Approximately 30 hectares of native bush will be destroyed by the Mt Messenger bypass project, which has been opposed by several landowners and some mana whenua. Photo / File

Protestors who oppose the Mt Messenger bypass say they have bought the abandoned state highway area where they were evicted earlier this month.

The group forked out around $400 to get title to the 424 square metres of land from Land Information New Zealand (LINZ), but the government agency says it’s not for sale.

Six protestors were camped out in the lay-by on the northern slope of the mountain known as ‘the rock’ on November 4, when up to 80 police officers served them with a trespass notice.

Approximately 30 hectares of native bush will be destroyed by a giant construction project, which has been opposed by several landowners and some mana whenua.

"What we found was that it was a parcel of land that had no title so, as far as we were concerned, it was still in aboriginal title, so the ownership sat with Ngā hapū o Poutama," a member of the protest group, Marie Gibbs told RNZ.

According to Gibbs, Ngā hapū o Poutama had its land confiscated by the Crown in the 1860s.

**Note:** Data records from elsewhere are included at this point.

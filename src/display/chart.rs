//! Category chart formatting for the CLI

use super::report::{format_bar, format_percentage, section_heading};
use crate::models::format_amount;
use crate::reports::CategoryChart;

const BAR_WIDTH: usize = 30;

/// Render the category distribution as labelled horizontal bars
pub fn format_chart(chart: &CategoryChart, currency: &str) -> String {
    let mut output = section_heading("Category-wise Expense Distribution");
    let max = chart.max_total();

    for slice in &chart.slices {
        output.push_str(&format!(
            "{:<14} {} {:>6}  {:>14}\n",
            slice.category.as_str(),
            format_bar(slice.total, max, BAR_WIDTH),
            format_percentage(slice.percentage),
            format_amount(slice.total, currency)
        ));
    }

    output.push_str(&format!(
        "{:<14} {:>w$}  {:>14}\n",
        "Total",
        "",
        format_amount(chart.total, currency),
        w = BAR_WIDTH + 7
    ));
    output
}
//! Text input widget
//!
//! A single-line text field with a cursor. The cursor is a character index so
//! multi-byte input (e.g. `₹`) is handled correctly.

use ratatui::{
    style::{Modifier, Style},
    text::{Line, Span},
};

use crate::tui::theme::Palette;

/// A simple text input
#[derive(Debug, Clone, Default)]
pub struct TextInput {
    /// Current text content
    pub content: String,
    /// Cursor position, in characters
    pub cursor: usize,
    /// Whether the input is focused
    pub focused: bool,
    /// Placeholder text
    pub placeholder: String,
    /// Label
    pub label: String,
}

impl TextInput {
    pub fn new() -> Self {
        Self::default()
    }

    /// Set the label
    pub fn label(mut self, label: impl Into<String>) -> Self {
        self.label = label.into();
        self
    }

    /// Set the placeholder
    pub fn placeholder(mut self, placeholder: impl Into<String>) -> Self {
        self.placeholder = placeholder.into();
        self
    }

    /// Set content and move the cursor to the end
    pub fn content(mut self, content: impl Into<String>) -> Self {
        self.set_value(content);
        self
    }

    /// Replace the content and move the cursor to the end
    pub fn set_value(&mut self, content: impl Into<String>) {
        self.content = content.into();
        self.cursor = self.char_len();
    }

    fn char_len(&self) -> usize {
        self.content.chars().count()
    }

    fn byte_index(&self, char_idx: usize) -> usize {
        self.content
            .char_indices()
            .nth(char_idx)
            .map(|(i, _)| i)
            .unwrap_or(self.content.len())
    }

    /// Insert a character at the cursor
    pub fn insert(&mut self, c: char) {
        let idx = self.byte_index(self.cursor);
        self.content.insert(idx, c);
        self.cursor += 1;
    }

    /// Delete character before cursor
    pub fn backspace(&mut self) {
        if self.cursor > 0 {
            self.cursor -= 1;
            let idx = self.byte_index(self.cursor);
            self.content.remove(idx);
        }
    }

    /// Delete character at cursor
    pub fn delete(&mut self) {
        if self.cursor < self.char_len() {
            let idx = self.byte_index(self.cursor);
            self.content.remove(idx);
        }
    }

    pub fn move_left(&mut self) {
        self.cursor = self.cursor.saturating_sub(1);
    }

    pub fn move_right(&mut self) {
        if self.cursor < self.char_len() {
            self.cursor += 1;
        }
    }

    pub fn move_start(&mut self) {
        self.cursor = 0;
    }

    pub fn move_end(&mut self) {
        self.cursor = self.char_len();
    }

    /// Get the current content
    pub fn value(&self) -> &str {
        &self.content
    }

    /// Render as a labelled line, with a block cursor when focused
    pub fn line(&self, palette: &Palette) -> Line<'static> {
        let label_style = if self.focused {
            Style::default()
                .fg(palette.accent)
                .add_modifier(Modifier::BOLD)
        } else {
            Style::default().fg(palette.accent)
        };

        let mut spans = vec![Span::styled(format!("{:>10}: ", self.label), label_style)];

        if !self.focused {
            if self.content.is_empty() {
                spans.push(Span::styled(
                    self.placeholder.clone(),
                    Style::default().fg(palette.muted),
                ));
            } else {
                spans.push(Span::styled(
                    self.content.clone(),
                    Style::default().fg(palette.text),
                ));
            }
            return Line::from(spans);
        }

        let before: String = self.content.chars().take(self.cursor).collect();
        let at = self.content.chars().nth(self.cursor).unwrap_or(' ');
        let after: String = self.content.chars().skip(self.cursor + 1).collect();

        let text_style = Style::default().fg(palette.text);
        spans.push(Span::styled(before, text_style));
        spans.push(Span::styled(
            at.to_string(),
            text_style.add_modifier(Modifier::REVERSED),
        ));
        spans.push(Span::styled(after, text_style));

        Line::from(spans)
    }
}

"In 1987 they gazetted it 'stopped road' and we're not quite sure what that means because they never issued a title to it,” she said.

Return it to owner

"Now that it's 'stopped road' and the Crown doesn't need it for roading any more under the Public Works Act, they are needing to return it to the original owners."

According to Gibbs, the land had a $400 value, according to the regional council's property information webpage. 

They had paid Land Information that sum to secure the land for the uri (the descendants) of Ngā hapū o Poutama and Ngāti Tama.

In a statement, LINZ regulatory practice and delivery head Rebecca McAtamne said the land had not been and was not for sale.

“As the Crown owns it, the land is subject to the Ngāti Tama Treaty of Waitangi settlement,” McAtamney sai.

“The Crown is not in the process of selling this land." 

Iwi leaders of Ngāti Tama have given their approval to the project as mana whenua of the region.

McAtamney said Land Information NZ had returned the $400.